**Directions for this task**
Using the data beneath this instruction, retype only the lines from the one that contains "#[allow(clippy::cast_possible_truncation)] // average" down to the one that contains "Sum of weight*y*y.", both included, exactly as they appear.

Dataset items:
——
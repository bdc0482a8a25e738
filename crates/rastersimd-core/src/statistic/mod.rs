//! Row/column statistics reducers over single-channel byte rasters.
//!
//! Every public function checks its buffer contract, then dispatches on
//! [`simd_level`] to the widest kernel whose vector fits in one row. Inside
//! each ISA kernel a selector picks the aligned body only when every buffer's
//! pointer and byte stride are aligned to that ISA's vector width.
//!
//! Moment reducers only exist in [`scalar`]: their row accumulators switch
//! between 32-bit and 64-bit sums depending on how large the image is.

#![allow(clippy::doc_markdown)]

use crate::simd::{simd_level, SimdLevel};
use crate::view::Raster;

pub mod scalar;

#[cfg(target_arch = "x86_64")]
mod avx2;
#[cfg(target_arch = "x86_64")]
mod avx512;
#[cfg(target_arch = "aarch64")]
mod neon;
#[cfg(target_arch = "x86_64")]
mod sse41;

/// Min, max and rounded average of a byte raster.
#[derive(Debug, Clone, Copy, PartialEq, Eq, Default)]
pub struct Statistic {
    /// Smallest pixel value.
    pub min: u8,
    /// Largest pixel value.
    pub max: u8,
    /// `(sum + area/2) / area`.
    pub average: u8,
}

impl Statistic {
    #[allow(clippy::cast_possible_truncation)] // average of bytes is a byte
    pub(crate) fn from_parts(min: u8, max: u8, sum: u64, area: usize) -> Self {
        let area = area as u64;
        Self {
            min,
            max,
            average: ((sum + area / 2) / area) as u8,
        }
    }
}

/// Raw moments of a binary region.
#[derive(Debug, Clone, Copy, PartialEq, Eq, Default)]
pub struct Moments {
    /// Number of selected pixels.
    pub area: u64,
    /// Sum of x.
    pub x: u64,
    /// Sum of y.
    pub y: u64,
    /// Sum of x*x.
    pub xx: u64,
    /// Sum of x*y.
    pub xy: u64,
    /// Sum of y*y.
    pub yy: u64,
}

/// Raw moments of a region weighted by pixel values.
#[derive(Debug, Clone, Copy, PartialEq, Eq, Default)]
pub struct ObjectMoments {
    /// Number of selected pixels.
    pub n: u64,
    /// Sum of weights.
    pub s: u64,
    /// Sum of weight*x.
    pub sx: u64,
    /// Sum of weight*y.
    pub sy: u64,
    /// Sum of weight*x*x.
    pub sxx: u64,
    /// Sum of weight*x*y.
    pub sxy: u64,
    /// Sum of weight*y*y.
    pub syy: u64,
}

impl ObjectMoments {
    /// Folds the x-only sums of row `y` into the totals.
    pub(crate) fn accumulate_row(&mut self, y: u64, n: u32, s: u32, sx: u64, sxx: u64) {
        let s = u64::from(s);
        self.n += u64::from(n);
        self.s += s;
        self.sx += sx;
        self.sy += s * y;
        self.sxx += sxx;
        self.sxy += sx * y;
        self.syy += s * y * y;
    }
}

// =============================================================================
// Dispatch
// =============================================================================

/// Min, max and rounded average in one pass.
///
/// # Panics
///
/// Panics when the raster is empty.
#[must_use]
pub fn get_statistic(src: &Raster<'_, u8>) -> Statistic {
    assert!(src.area() > 0, "statistic of an empty raster");
    match simd_level() {
        // SAFETY: Masked AVX-512 tails need no minimum width. See simd/mod.rs Conditions 1-3.
        #[cfg(target_arch = "x86_64")]
        SimdLevel::Avx512 => unsafe { avx512::get_statistic(src) },
        #[cfg(target_arch = "x86_64")]
        SimdLevel::Avx2 if src.width() >= avx2::A => unsafe { avx2::get_statistic(src) },
        #[cfg(target_arch = "x86_64")]
        SimdLevel::Avx2 | SimdLevel::Sse41 if src.width() >= sse41::A => unsafe {
            sse41::get_statistic(src)
        },
        #[cfg(target_arch = "aarch64")]
        SimdLevel::Neon if src.width() >= neon::A => neon::get_statistic(src),
        _ => scalar::get_statistic(src),
    }
}

/// Moments of the pixels where `mask == index`.
#[must_use]
pub fn get_moments(mask: &Raster<'_, u8>, index: u8) -> Moments {
    scalar::get_moments(mask, index)
}

/// Moments weighted by `src`, restricted to `mask == index` when a mask is given.
///
/// With only a mask the result equals the mask moments and `s == n`.
///
/// # Panics
///
/// Panics when both rasters are `None` or their sizes differ.
#[must_use]
pub fn get_object_moments(
    src: Option<&Raster<'_, u8>>,
    mask: Option<&Raster<'_, u8>>,
    index: u8,
) -> ObjectMoments {
    if let (Some(src), Some(mask)) = (src, mask) {
        assert!(src.same_size(mask), "source and mask sizes differ");
    }
    scalar::get_object_moments(src, mask, index)
}

/// Sum of each row into `sums[..height]`.
///
/// # Panics
///
/// Panics when `sums` is shorter than the raster height.
pub fn get_row_sums(src: &Raster<'_, u8>, sums: &mut [u32]) {
    assert!(sums.len() >= src.height(), "row sums buffer too short");
    match simd_level() {
        // SAFETY: width >= vector width checked by the guard. See simd/mod.rs Conditions 1-3.
        #[cfg(target_arch = "x86_64")]
        SimdLevel::Avx512 | SimdLevel::Avx2 if src.width() >= avx2::A => unsafe {
            avx2::get_row_sums(src, sums);
        },
        #[cfg(target_arch = "x86_64")]
        SimdLevel::Avx512 | SimdLevel::Avx2 | SimdLevel::Sse41 if src.width() >= sse41::A => unsafe {
            sse41::get_row_sums(src, sums);
        },
        #[cfg(target_arch = "aarch64")]
        SimdLevel::Neon if src.width() >= neon::A => neon::get_row_sums(src, sums),
        _ => scalar::get_row_sums(src, sums),
    }
}

/// Sum of each column into `sums[..width]`.
///
/// # Panics
///
/// Panics when `sums` is shorter than the raster width.
pub fn get_col_sums(src: &Raster<'_, u8>, sums: &mut [u32]) {
    assert!(sums.len() >= src.width(), "column sums buffer too short");
    match simd_level() {
        // SAFETY: width >= vector width checked by the guard. See simd/mod.rs Conditions 1-3.
        #[cfg(target_arch = "x86_64")]
        SimdLevel::Avx512 | SimdLevel::Avx2 | SimdLevel::Sse41 if src.width() >= sse41::A => unsafe {
            sse41::get_col_sums(src, sums);
        },
        _ => scalar::get_col_sums(src, sums),
    }
}

/// Per-row sums of `|src[y+1][x] - src[y][x]|`; `sums[height-1]` is zero.
///
/// # Panics
///
/// Panics when the raster is empty or `sums` is shorter than its height.
pub fn get_abs_dy_row_sums(src: &Raster<'_, u8>, sums: &mut [u32]) {
    assert!(src.area() > 0, "row sums of an empty raster");
    assert!(sums.len() >= src.height(), "row sums buffer too short");
    match simd_level() {
        // SAFETY: width >= vector width checked by the guard. See simd/mod.rs Conditions 1-3.
        #[cfg(target_arch = "x86_64")]
        SimdLevel::Avx512 | SimdLevel::Avx2 if src.width() >= avx2::A => unsafe {
            avx2::get_abs_dy_row_sums(src, sums);
        },
        #[cfg(target_arch = "x86_64")]
        SimdLevel::Avx512 | SimdLevel::Avx2 | SimdLevel::Sse41 if src.width() >= sse41::A => unsafe {
            sse41::get_abs_dy_row_sums(src, sums);
        },
        _ => scalar::get_abs_dy_row_sums(src, sums),
    }
}

/// Per-column sums of `|src[y][x+1] - src[y][x]|`; `sums[width-1]` is zero.
///
/// # Panics
///
/// Panics when the raster is empty or `sums` is shorter than its width.
pub fn get_abs_dx_col_sums(src: &Raster<'_, u8>, sums: &mut [u32]) {
    assert!(src.area() > 0, "column sums of an empty raster");
    assert!(sums.len() >= src.width(), "column sums buffer too short");
    match simd_level() {
        // SAFETY: width - 1 >= vector width checked by the guard. See simd/mod.rs Conditions 1-3.
        #[cfg(target_arch = "x86_64")]
        SimdLevel::Avx512 | SimdLevel::Avx2 | SimdLevel::Sse41 if src.width() > sse41::A => unsafe {
            sse41::get_abs_dx_col_sums(src, sums);
        },
        _ => scalar::get_abs_dx_col_sums(src, sums),
    }
}

/// Sum of all pixels.
#[must_use]
pub fn value_sum(src: &Raster<'_, u8>) -> u64 {
    match simd_level() {
        // SAFETY: Masked AVX-512 tails need no minimum width; narrower ISAs are
        // width-guarded. See simd/mod.rs Conditions 1-3.
        #[cfg(target_arch = "x86_64")]
        SimdLevel::Avx512 => unsafe { avx512::value_sum(src) },
        #[cfg(target_arch = "x86_64")]
        SimdLevel::Avx2 if src.width() >= avx2::A => unsafe { avx2::value_sum(src) },
        #[cfg(target_arch = "x86_64")]
        SimdLevel::Avx2 | SimdLevel::Sse41 if src.width() >= sse41::A => unsafe {
            sse41::value_sum(src)
        },
        #[cfg(target_arch = "aarch64")]
        SimdLevel::Neon if src.width() >= neon::A => neon::value_sum(src),
        _ => scalar::value_sum(src),
    }
}

/// Sum of squared pixels.
///
/// # Panics
///
/// Panics when the raster is 65536 or more pixels wide.
#[must_use]
pub fn square_sum(src: &Raster<'_, u8>) -> u64 {
    assert!(src.width() < 0x10000, "squared sums need width < 65536");
    match simd_level() {
        // SAFETY: Masked AVX-512 tails need no minimum width; narrower ISAs are
        // width-guarded. See simd/mod.rs Conditions 1-3.
        #[cfg(target_arch = "x86_64")]
        SimdLevel::Avx512 => unsafe { avx512::square_sum(src) },
        #[cfg(target_arch = "x86_64")]
        SimdLevel::Avx2 if src.width() >= avx2::A => unsafe { avx2::square_sum(src) },
        #[cfg(target_arch = "x86_64")]
        SimdLevel::Avx2 | SimdLevel::Sse41 if src.width() >= sse41::A => unsafe {
            sse41::square_sum(src)
        },
        #[cfg(target_arch = "aarch64")]
        SimdLevel::Neon if src.width() >= neon::A => neon::square_sum(src),
        _ => scalar::square_sum(src),
    }
}

/// `(sum, squared sum)` of all pixels in one pass.
///
/// # Panics
///
/// Panics when the raster is 65536 or more pixels wide.
#[must_use]
pub fn value_square_sum(src: &Raster<'_, u8>) -> (u64, u64) {
    assert!(src.width() < 0x10000, "squared sums need width < 65536");
    match simd_level() {
        // SAFETY: width >= vector width checked by the guard. See simd/mod.rs Conditions 1-3.
        #[cfg(target_arch = "x86_64")]
        SimdLevel::Avx512 | SimdLevel::Avx2 if src.width() >= avx2::A => unsafe {
            avx2::value_square_sum(src)
        },
        #[cfg(target_arch = "x86_64")]
        SimdLevel::Avx512 | SimdLevel::Avx2 | SimdLevel::Sse41 if src.width() >= sse41::A => unsafe {
            sse41::value_square_sum(src)
        },
        _ => scalar::value_square_sum(src),
    }
}

/// Sum of `a * b` over all pixel pairs.
///
/// # Panics
///
/// Panics when the sizes differ or the rasters are 65536 or more pixels wide.
#[must_use]
pub fn correlation_sum(a: &Raster<'_, u8>, b: &Raster<'_, u8>) -> u64 {
    assert!(a.same_size(b), "correlation of rasters with different sizes");
    assert!(a.width() < 0x10000, "squared sums need width < 65536");
    match simd_level() {
        // SAFETY: width >= vector width checked by the guard. See simd/mod.rs Conditions 1-3.
        #[cfg(target_arch = "x86_64")]
        SimdLevel::Avx512 | SimdLevel::Avx2 if a.width() >= avx2::A => unsafe {
            avx2::correlation_sum(a, b)
        },
        #[cfg(target_arch = "x86_64")]
        SimdLevel::Avx512 | SimdLevel::Avx2 | SimdLevel::Sse41 if a.width() >= sse41::A => unsafe {
            sse41::correlation_sum(a, b)
        },
        _ => scalar::correlation_sum(a, b),
    }
}
//! SSE4.1 convolution row kernels.
//!
//! Source rows are read at every column offset of the core, so only the
//! output row takes part in the alignment selection.

use std::arch::x86_64::*;

use super::scalar;
use crate::memory::{align_lo, is_aligned_ptr};
use crate::simd::x86_sse41::{extract_sum_ps, load_ps, store_ps, A, F};

/// Largest supported core has 25 weights.
const MAX_WEIGHTS: usize = 25;

#[target_feature(enable = "sse4.1")]
pub(crate) unsafe fn add_correlation_row<const K: usize>(rows: &[&[f32]; K], weights: &[f32], dst: &mut [f32]) {
    // Row-pointer selector: sources always use `loadu`, so only `dst` is checked.
    if is_aligned_ptr(dst.as_ptr(), A) {
        add_correlation_row_body::<K, true>(rows, weights, dst);
    } else {
        add_correlation_row_body::<K, false>(rows, weights, dst);
    }
}

#[target_feature(enable = "sse4.1")]
#[inline]
unsafe fn add_correlation_row_body<const K: usize, const ALIGN: bool>(
    rows: &[&[f32]; K],
    weights: &[f32],
    dst: &mut [f32],
) {
    let body = align_lo(dst.len(), F);
    let mut core = [_mm_setzero_ps(); MAX_WEIGHTS];
    for (v, &weight) in core.iter_mut().zip(weights) {
        *v = _mm_set1_ps(weight);
    }
    let d = dst.as_mut_ptr();
    let mut col = 0;
    while col < body {
        let mut sum = load_ps::<ALIGN>(d.add(col));
        for (dy, row) in rows.iter().enumerate() {
            let p = row.as_ptr().add(col);
            for dx in 0..K {
                sum = _mm_add_ps(sum, _mm_mul_ps(_mm_loadu_ps(p.add(dx)), core[dy * K + dx]));
            }
        }
        store_ps::<ALIGN>(d.add(col), sum);
        col += F;
    }
    let tails: [&[f32]; K] = std::array::from_fn(|i| &rows[i][body..]);
    scalar::add_correlation_row::<K>(&tails, weights, &mut dst[body..]);
}

#[target_feature(enable = "sse4.1")]
pub(crate) unsafe fn add_correlation_row_sums<const K: usize>(rows: &[&[f32]; K], dst: &[f32], sums: &mut [f32]) {
    // Row-pointer selector: sources always use `loadu`, so only `dst` is checked.
    if is_aligned_ptr(dst.as_ptr(), A) {
        add_correlation_row_sums_body::<K, true>(rows, dst, sums);
    } else {
        add_correlation_row_sums_body::<K, false>(rows, dst, sums);
    }
}

#[target_feature(enable = "sse4.1")]
#[inline]
unsafe fn add_correlation_row_sums_body<const K: usize, const ALIGN: bool>(
    rows: &[&[f32]; K],
    dst: &[f32],
    sums: &mut [f32],
) {
    let body = align_lo(dst.len(), F);
    let mut partial = [_mm_setzero_ps(); MAX_WEIGHTS];
    let d = dst.as_ptr();
    let mut col = 0;
    while col < body {
        let gradient = load_ps::<ALIGN>(d.add(col));
        for (dy, row) in rows.iter().enumerate() {
            let p = row.as_ptr().add(col);
            for dx in 0..K {
                let i = dy * K + dx;
                partial[i] = _mm_add_ps(partial[i], _mm_mul_ps(_mm_loadu_ps(p.add(dx)), gradient));
            }
        }
        col += F;
    }
    for (sum, &vector) in sums.iter_mut().zip(&partial) {
        *sum += extract_sum_ps(vector);
    }
    let tails: [&[f32]; K] = std::array::from_fn(|i| &rows[i][body..]);
    scalar::add_correlation_row_sums::<K>(&tails, &dst[body..], sums);
}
——
**Response below**
    #[allow(clippy::cast_possible_truncation)] // average of bytes is a byte
    pub(crate) fn from_parts(min: u8, max: u8, sum: u64, area: usize) -> Self {
        let area = area as u64;
        Self {
            min,
            max,
            average: ((sum + area / 2) / area) as u8,
        }
    }
}

/// Raw moments of a binary region.
#[derive(Debug, Clone, Copy, PartialEq, Eq, Default)]
pub struct Moments {
    /// Number of selected pixels.
    pub area: u64,
    /// Sum of x.
    pub x: u64,
    /// Sum of y.
    pub y: u64,
    /// Sum of x*x.
    pub xx: u64,
    /// Sum of x*y.
    pub xy: u64,
    /// Sum of y*y.
    pub yy: u64,
}

/// Raw moments of a region weighted by pixel values.
#[derive(Debug, Clone, Copy, PartialEq, Eq, Default)]
pub struct ObjectMoments {
    /// Number of selected pixels.
    pub n: u64,
    /// Sum of weights.
    pub s: u64,
    /// Sum of weight*x.
    pub sx: u64,
    /// Sum of weight*y.
    pub sy: u64,
    /// Sum of weight*x*x.
    pub sxx: u64,
    /// Sum of weight*x*y.
    pub sxy: u64,
    /// Sum of weight*y*y.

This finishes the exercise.